§ WHAT THE TASK ASKS:
Report back every line in the data that includes the string "AuthExchangeError".

(Stored items)
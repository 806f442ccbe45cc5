use anyhow::Result;
use chrono::Duration;
use std::sync::Arc;
use tokio::sync::{Mutex, RwLock};
use tokio::task::JoinHandle;

use super::provider::{IdentityProvider, Navigator};
use super::renewal;
use super::types::{Profile, RedirectKind, RedirectPhase, RedirectResponse, Session, User};
use crate::error::AuthExchangeError;

/// Session manager tuning
#[derive(Debug, Clone)]
pub struct SessionSettings {
    /// Renew once the token expires within this window
    pub renew_threshold: Duration,

    /// How often the renewal task checks the token
    pub check_interval: std::time::Duration,

    /// Run the background renewal task
    pub automatic_silent_renew: bool,
}

impl Default for SessionSettings {
    fn default() -> Self {
        Self {
            renew_threshold: Duration::seconds(60),
            check_interval: std::time::Duration::from_secs(15),
            automatic_silent_renew: true,
        }
    }
}

/// State shared between the manager and its renewal task
pub(super) struct Inner {
    pub(super) provider: Arc<dyn IdentityProvider>,
    navigator: Arc<dyn Navigator>,
    pub(super) settings: SessionSettings,
    phase: RwLock<RedirectPhase>,

    /// Serializes writes to the persisted user
    write_lock: Mutex<()>,
}

impl Inner {
    /// Current non-expired user; an expired one is removed
    async fn current_user(&self) -> Option<User> {
        match self.provider.get_current_user().await {
            Ok(Some(user)) if user.is_expired() => {
                tracing::info!(
                    "Session expired at {}, removing",
                    user.expires_at.to_rfc3339()
                );
                self.discard_user(&user.access_token).await;
                None
            }
            Ok(user) => user,
            Err(e) => {
                tracing::warn!("Failed to read session state: {:#}", e);
                None
            }
        }
    }

    /// Remove the persisted user unconditionally
    pub(super) async fn terminate(&self) {
        let _guard = self.write_lock.lock().await;
        match self.provider.remove_user().await {
            Ok(()) => tracing::info!("Session terminated"),
            Err(e) => tracing::warn!("Failed to remove session state: {:#}", e),
        }
    }

    /// Remove the persisted user if it still carries `access_token`
    pub(super) async fn discard_user(&self, access_token: &str) -> bool {
        let _guard = self.write_lock.lock().await;
        match self.provider.get_current_user().await {
            Ok(Some(user)) if user.access_token == access_token => {
                if let Err(e) = self.provider.remove_user().await {
                    tracing::warn!("Failed to remove session state: {:#}", e);
                }
                true
            }
            Ok(_) => false,
            Err(e) => {
                tracing::warn!("Failed to read session state: {:#}", e);
                false
            }
        }
    }

    /// Store `renewed` if the session still carries `access_token`
    pub(super) async fn replace_user(&self, access_token: &str, renewed: &User) -> bool {
        let _guard = self.write_lock.lock().await;
        match self.provider.get_current_user().await {
            Ok(Some(user)) if user.access_token == access_token => {
                match self.provider.store_user(renewed).await {
                    Ok(()) => true,
                    Err(e) => {
                        tracing::error!("Failed to store renewed session: {:#}", e);
                        false
                    }
                }
            }
            Ok(_) => {
                tracing::debug!("Session changed during renewal, discarding renewed token");
                false
            }
            Err(e) => {
                tracing::warn!("Failed to read session state: {:#}", e);
                false
            }
        }
    }

    async fn set_phase(&self, phase: RedirectPhase) {
        tracing::debug!("Redirect phase: {:?}", phase);
        *self.phase.write().await = phase;
    }
}

/// Session manager
/// Owns the identity session and renews it in the background
pub struct SessionManager {
    inner: Arc<Inner>,

    /// Background renewal task, aborted on drop
    renewal: Option<JoinHandle<()>>,
}

impl SessionManager {
    /// Create a session manager; must be called inside a Tokio runtime
    /// when silent renewal is enabled
    pub fn new(
        provider: Arc<dyn IdentityProvider>,
        navigator: Arc<dyn Navigator>,
        settings: SessionSettings,
    ) -> Self {
        let automatic_silent_renew = settings.automatic_silent_renew;
        let check_interval = settings.check_interval;

        let inner = Arc::new(Inner {
            provider,
            navigator,
            settings,
            phase: RwLock::new(RedirectPhase::Idle),
            write_lock: Mutex::new(()),
        });

        let renewal = automatic_silent_renew
            .then(|| renewal::spawn(Arc::downgrade(&inner), check_interval));

        Self { inner, renewal }
    }

    /// Start the sign-in redirect
    ///
    /// Control leaves the application: the caller must not expect anything
    /// to happen after this beyond the navigator being handed the URL.
    pub async fn login(&self) -> Result<()> {
        let url = self.inner.provider.initiate_sign_in_redirect().await?;
        self.inner
            .set_phase(RedirectPhase::PendingRedirect(RedirectKind::SignIn))
            .await;
        self.inner.navigator.navigate_away(&url);
        Ok(())
    }

    /// End the session locally, then start the sign-out redirect
    ///
    /// The local session is gone even when building the end-session URL
    /// fails.
    pub async fn logout(&self) -> Result<()> {
        let id_token = match self.inner.provider.get_current_user().await {
            Ok(user) => user.and_then(|u| u.id_token),
            Err(e) => {
                tracing::warn!("Failed to read session state: {:#}", e);
                None
            }
        };

        self.inner
            .set_phase(RedirectPhase::PendingRedirect(RedirectKind::SignOut))
            .await;
        self.inner.terminate().await;

        match self
            .inner
            .provider
            .initiate_sign_out_redirect(id_token.as_deref())
            .await
        {
            Ok(Some(url)) => {
                self.inner.navigator.navigate_away(&url);
                Ok(())
            }
            Ok(None) => {
                tracing::info!("Signed out locally (provider has no end-session endpoint)");
                self.inner.set_phase(RedirectPhase::Idle).await;
                Ok(())
            }
            Err(e) => {
                self.inner
                    .set_phase(RedirectPhase::Failed(format!("{:#}", e)))
                    .await;
                Err(e)
            }
        }
    }

    /// Local-only termination, used when the backend rejects the credential
    pub async fn terminate(&self) {
        self.inner.terminate().await;
    }

    /// Complete the return leg of the sign-in redirect
    ///
    /// Not idempotent: the pending sign-in is consumed by the first call.
    pub async fn handle_login_redirect(
        &self,
        response: &RedirectResponse,
    ) -> Result<Session, AuthExchangeError> {
        let result = self.complete_and_store(response).await;

        match result {
            Ok(ref session) => {
                tracing::info!(
                    "Signed in, token expires: {}",
                    session.expires_at.to_rfc3339()
                );
                self.inner.set_phase(RedirectPhase::Completed).await;
            }
            Err(ref e) => {
                tracing::warn!("Sign-in exchange failed: {}", e);
                self.inner.set_phase(RedirectPhase::Failed(e.to_string())).await;
            }
        }

        result
    }

    async fn complete_and_store(
        &self,
        response: &RedirectResponse,
    ) -> Result<Session, AuthExchangeError> {
        let user = self
            .inner
            .provider
            .complete_sign_in_redirect(response)
            .await?;

        let _guard = self.inner.write_lock.lock().await;
        self.inner
            .provider
            .store_user(&user)
            .await
            .map_err(|e| AuthExchangeError::Storage(format!("{:#}", e)))?;

        Ok(Session::from(user))
    }

    pub async fn is_authenticated(&self) -> bool {
        self.inner.current_user().await.is_some()
    }

    pub async fn get_profile(&self) -> Option<Profile> {
        self.inner.current_user().await.map(|user| user.profile)
    }

    /// Current bearer credential; never an expired one
    pub async fn get_access_token(&self) -> Option<String> {
        self.inner.current_user().await.map(|user| user.access_token)
    }

    pub async fn session(&self) -> Option<Session> {
        self.inner.current_user().await.map(Session::from)
    }

    pub async fn redirect_phase(&self) -> RedirectPhase {
        self.inner.phase.read().await.clone()
    }

    pub fn settings(&self) -> &SessionSettings {
        &self.inner.settings
    }

    #[cfg(test)]
    pub(super) fn inner(&self) -> &Inner {
        &self.inner
    }
}

impl Drop for SessionManager {
    fn drop(&mut self) {
        if let Some(handle) = self.renewal.take() {
            handle.abort();
        }
    }
}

§ ANSWER TO THIS EXERCISE:
use crate::error::AuthExchangeError;
    ) -> Result<Session, AuthExchangeError> {
    ) -> Result<Session, AuthExchangeError> {
            .map_err(|e| AuthExchangeError::Storage(format!("{:#}", e)))?;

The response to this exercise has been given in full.